Your reply must be one number: the count of lines in the data below that contain "PartialEq".
Stored data START
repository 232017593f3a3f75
//! HTTP client for the messaging API and the interval poller that keeps a
//! chat view current.

pub mod session;
pub mod api;
pub mod poller;

pub use api::{ApiClient, ClientError};
pub use poller::{ChatPoller, PollEvent, PollerConfig};
pub use session::Session;
use chrono::{DateTime, Utc};
use serde::{Deserialize, Serialize};
use sqlx::FromRow;
use utoipa::ToSchema;
use uuid::Uuid;

/// A direct message between two users. Only `is_read` ever changes after insert.
#[derive(Debug, Clone, PartialEq, Serialize, Deserialize, FromRow, ToSchema)]
#[serde(rename_all = "camelCase")]
pub struct Message {
    pub id: Uuid,
    pub sender_id: Uuid,
    pub receiver_id: Uuid,
    pub content: String,
    pub is_read: bool,
    pub timestamp: DateTime<Utc>,
}

impl Message {
    pub fn new(sender_id: Uuid, receiver_id: Uuid, content: String, timestamp: DateTime<Utc>) -> Self {
        Self {
            id: Uuid::new_v4(),
            sender_id,
            receiver_id,
            content,
            is_read: false,
            timestamp,
        }
    }

    /// The other party of this message as seen by `viewer_id`.
    pub fn counterpart_of(&self, viewer_id: Uuid) -> Uuid {
        if self.sender_id == viewer_id {
            self.receiver_id
        } else {
            self.sender_id
        }
    }

    pub fn is_unread_for(&self, viewer_id: Uuid) -> bool {
        self.receiver_id == viewer_id && !self.is_read
    }

    pub fn is_between(&self, a: Uuid, b: Uuid) -> bool {
        (self.sender_id == a && self.receiver_id == b)
            || (self.sender_id == b && self.receiver_id == a)
    }
}

/// Which action flipped a thread's read flags.
///
/// Both variants drive the same `is_read` flag: there is no separate
/// delivered state stored for a message.
#[derive(Debug, Clone, Copy, PartialEq, Eq)]
pub enum ReadMark {
    Delivered,
    Read,
}

impl std::fmt::Display for ReadMark {
    fn fmt(&self, f: &mut std::fmt::Formatter<'_>) -> std::fmt::Result {
        match self {
            ReadMark::Delivered => write!(f, "delivered"),
            ReadMark::Read => write!(f, "read"),
        }
    }
}
use chrono::{DateTime, Duration, SubsecRound, Utc};
use std::{collections::HashMap, str::FromStr, sync::Arc};
use uuid::Uuid;

use crate::{
    error::{AppError, Result},
    message::{
        message_dto::{ConversationSummary, LastMessage, SendMessageRequest},
        message_models::{Message, ReadMark},
        message_repository::MessageStore,
    },
    user::{UserDirectory, UserSummary},
};

/// How `unreadCount` is derived for a conversation summary.
#[derive(Debug, Clone, Copy, PartialEq, Eq, Default)]
pub enum UnreadCountMode {
    /// 1 when the newest message of the thread is addressed to the viewer and unread, else 0.
    #[default]
    Latest,
    /// Every unread message from the counterpart to the viewer.
    Total,
}

impl FromStr for UnreadCountMode {
    type Err = String;

    fn from_str(s: &str) -> std::result::Result<Self, Self::Err> {
        match s.trim().to_ascii_lowercase().as_str() {
            "latest" => Ok(UnreadCountMode::Latest),
            "total" => Ok(UnreadCountMode::Total),
            other => Err(format!("unknown unread count mode: {}", other)),
        }
    }
}

/// Round up to the microsecond precision Postgres stores, so the persisted
/// timestamp is never earlier than `now`.
pub fn storage_timestamp(now: DateTime<Utc>) -> DateTime<Utc> {
    let truncated = now.trunc_subsecs(6);
    if truncated < now {
        truncated + Duration::microseconds(1)
    } else {
        truncated
    }
}

/// Per-counterpart aggregate before the user join.
#[derive(Debug, Clone, PartialEq)]
pub struct ThreadSummary {
    pub counterpart_id: Uuid,
    pub last_message: Message,
    pub unread_count: i64,
}

/// Collapse a viewer's message history into one entry per counterpart.
///
/// `messages` must be sorted newest first; the first message seen for a
/// counterpart is kept as its latest. Entries keep first-seen order.
pub fn summarize_threads(
    viewer_id: Uuid,
    messages: Vec<Message>,
    mode: UnreadCountMode,
) -> Vec<ThreadSummary> {
    let mut index: HashMap<Uuid, usize> = HashMap::new();
    let mut summaries: Vec<ThreadSummary> = Vec::new();

    for message in messages {
        let counterpart_id = message.counterpart_of(viewer_id);
        let unread = message.is_unread_for(viewer_id);

        match index.get(&counterpart_id) {
            Some(&i) => {
                if mode == UnreadCountMode::Total && unread {
                    summaries[i].unread_count += 1;
                }
            }
            None => {
                index.insert(counterpart_id, summaries.len());
                summaries.push(ThreadSummary {
                    counterpart_id,
                    last_message: message,
                    unread_count: i64::from(unread),
                });
            }
        }
    }

    summaries
}

#[derive(Clone)]
pub struct MessageService {
    store: Arc<dyn MessageStore>,
    users: Arc<dyn UserDirectory>,
    unread_mode: UnreadCountMode,
}

impl MessageService {
    pub fn new(
        store: Arc<dyn MessageStore>,
        users: Arc<dyn UserDirectory>,
        unread_mode: UnreadCountMode,
    ) -> Self {
        Self {
            store,
            users,
            unread_mode,
        }
    }

    pub async fn send_message(&self, sender_id: Uuid, payload: SendMessageRequest) -> Result<Message> {
        let content = payload.content.trim();
        if content.is_empty() {
            return Err(AppError::Validation(
                "Message content cannot be empty".to_string(),
            ));
        }

        self.users
            .find_by_id(payload.receiver_id)
            .await?
            .ok_or_else(|| AppError::NotFound("Receiver not found".to_string()))?;

        let message = Message::new(
            sender_id,
            payload.receiver_id,
            content.to_string(),
            storage_timestamp(Utc::now()),
        );
        let message = self.store.insert(&message).await?;

        tracing::debug!(
            "Message {} sent from {} to {}",
            message.id,
            message.sender_id,
            message.receiver_id
        );

        Ok(message)
    }

    pub async fn list_conversations(&self, viewer_id: Uuid) -> Result<Vec<ConversationSummary>> {
        let messages = self.store.find_involving(viewer_id).await?;
        let threads = summarize_threads(viewer_id, messages, self.unread_mode);

        let ids: Vec<Uuid> = threads.iter().map(|t| t.counterpart_id).collect();
        let users: HashMap<Uuid, UserSummary> = self
            .users
            .find_by_ids(&ids)
            .await?
            .into_iter()
            .map(|u| (u.id, UserSummary::from(u)))
            .collect();

        let conversations = threads
            .into_iter()
            .filter_map(|thread| {
                let Some(user) = users.get(&thread.counterpart_id).cloned() else {
                    tracing::debug!(
                        "Dropping conversation with unknown user {}",
                        thread.counterpart_id
                    );
                    return None;
                };

                Some(ConversationSummary {
                    user,
                    last_message: LastMessage {
                        content: thread.last_message.content,
                        timestamp: thread.last_message.timestamp,
                        is_read: thread.last_message.is_read,
                    },
                    unread_count: thread.unread_count,
                })
            })
            .collect();

        Ok(conversations)
    }

    /// Transcript with `other_user_id`, oldest first.
    ///
    /// Messages from the counterpart are marked read after the transcript is
    /// loaded, so the returned items still carry their previous read flags.
    pub async fn get_thread(&self, viewer_id: Uuid, other_user_id: Uuid) -> Result<Vec<Message>> {
        self.users
            .find_by_id(other_user_id)
            .await?
            .ok_or_else(|| AppError::NotFound("User not found".to_string()))?;

        let messages = self.store.find_thread(viewer_id, other_user_id).await?;

        let updated = self.store.mark_read_from(other_user_id, viewer_id).await?;
        if updated > 0 {
            tracing::debug!(
                "Opening thread marked {} message(s) from {} to {} as read",
                updated,
                other_user_id,
                viewer_id
            );
        }

        Ok(messages)
    }

    /// Mark everything `sender_id` sent to the viewer as read.
    pub async fn mark_thread(&self, viewer_id: Uuid, sender_id: Uuid, mark: ReadMark) -> Result<u64> {
        let updated = self.store.mark_read_from(sender_id, viewer_id).await?;

        tracing::debug!(
            "Marked {} message(s) from {} to {} as {}",
            updated,
            sender_id,
            viewer_id,
            mark
        );

        Ok(updated)
    }
}
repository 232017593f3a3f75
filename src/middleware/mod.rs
pub mod auth;

pub use auth::{auth_middleware, AuthUser};
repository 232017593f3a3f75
use axum::{extract::State, http::StatusCode, response::IntoResponse, Json};

use crate::{error::Result, middleware::AuthUser, state::AppState};
use super::user_models::User;

/// Get current user profile
#[utoipa::path(
    get,
    path = "/api/users/me",
    tag = "users",
    responses(
        (status = 200, description = "User profile retrieved successfully", body = User),
        (status = 401, description = "Unauthorized")
    ),
    security(
        ("bearer_auth" = [])
    )
)]
pub async fn get_current_user(
    State(state): State<AppState>,
    AuthUser(user_id): AuthUser,
) -> Result<impl IntoResponse> {
    let user = state.user_service.get_current_user(user_id).await?;

    Ok((StatusCode::OK, Json(user)))
}

/// List staff members the current user can message
#[utoipa::path(
    get,
    path = "/api/users/contacts",
    tag = "users",
    responses(
        (status = 200, description = "Messaging-eligible users", body = Vec<User>),
        (status = 401, description = "Unauthorized")
    ),
    security(
        ("bearer_auth" = [])
    )
)]
pub async fn list_contacts(
    State(state): State<AppState>,
    AuthUser(user_id): AuthUser,
) -> Result<impl IntoResponse> {
    let contacts = state.user_service.list_contacts(user_id).await?;

    Ok((StatusCode::OK, Json(contacts)))
}
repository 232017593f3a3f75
use chrono::{DateTime, Utc};
use serde::{Deserialize, Serialize};
use sqlx::FromRow;
use std::str::FromStr;
use utoipa::ToSchema;
use uuid::Uuid;

/// Role classification of a user account.
#[derive(Debug, Clone, Copy, PartialEq, Eq, Serialize, Deserialize, ToSchema)]
#[serde(rename_all = "lowercase")]
pub enum UserType {
    Admin,
    Nurse,
    Caregiver,
    Doctor,
    Family,
    Resident,
}

impl UserType {
    pub const ALL: [UserType; 6] = [
        UserType::Admin,
        UserType::Nurse,
        UserType::Caregiver,
        UserType::Doctor,
        UserType::Family,
        UserType::Resident,
    ];

    pub fn as_str(&self) -> &'static str {
        match self {
            UserType::Admin => "admin",
            UserType::Nurse => "nurse",
            UserType::Caregiver => "caregiver",
            UserType::Doctor => "doctor",
            UserType::Family => "family",
            UserType::Resident => "resident",
        }
    }

    /// Staff roles can be listed as instant-messaging contacts.
    pub fn is_messaging_eligible(&self) -> bool {
        matches!(
            self,
            UserType::Admin | UserType::Nurse | UserType::Caregiver | UserType::Doctor
        )
    }

    pub fn messaging_eligible() -> Vec<UserType> {
        Self::ALL
            .into_iter()
            .filter(UserType::is_messaging_eligible)
            .collect()
    }
}

impl std::fmt::Display for UserType {
    fn fmt(&self, f: &mut std::fmt::Formatter<'_>) -> std::fmt::Result {
        write!(f, "{}", self.as_str())
    }
}

impl FromStr for UserType {
    type Err = String;

    fn from_str(s: &str) -> Result<Self, Self::Err> {
        UserType::ALL
            .into_iter()
            .find(|t| t.as_str().eq_ignore_ascii_case(s.trim()))
            .ok_or_else(|| format!("unknown user type: {}", s))
    }
}

#[derive(Debug, Clone, Serialize, Deserialize, FromRow, ToSchema)]
#[serde(rename_all = "camelCase")]
pub struct User {
    pub id: Uuid,
    pub full_name: String,
    pub email: String,
    pub user_type: String,
    pub is_active: bool,
    #[serde(default = "Utc::now")]
    pub created_at: DateTime<Utc>,
}

impl User {
    pub fn role(&self) -> Option<UserType> {
        self.user_type.parse().ok()
    }
}

/// Counterpart details embedded in a conversation summary.
#[derive(Debug, Clone, PartialEq, Serialize, Deserialize, ToSchema)]
#[serde(rename_all = "camelCase")]
pub struct UserSummary {
    pub id: Uuid,
    pub full_name: String,
    pub user_type: String,
}

impl From<User> for UserSummary {
    fn from(user: User) -> Self {
        Self {
            id: user.id,
            full_name: user.full_name,
            user_type: user.user_type,
        }
    }
}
Stored data END
Answer for the task: 6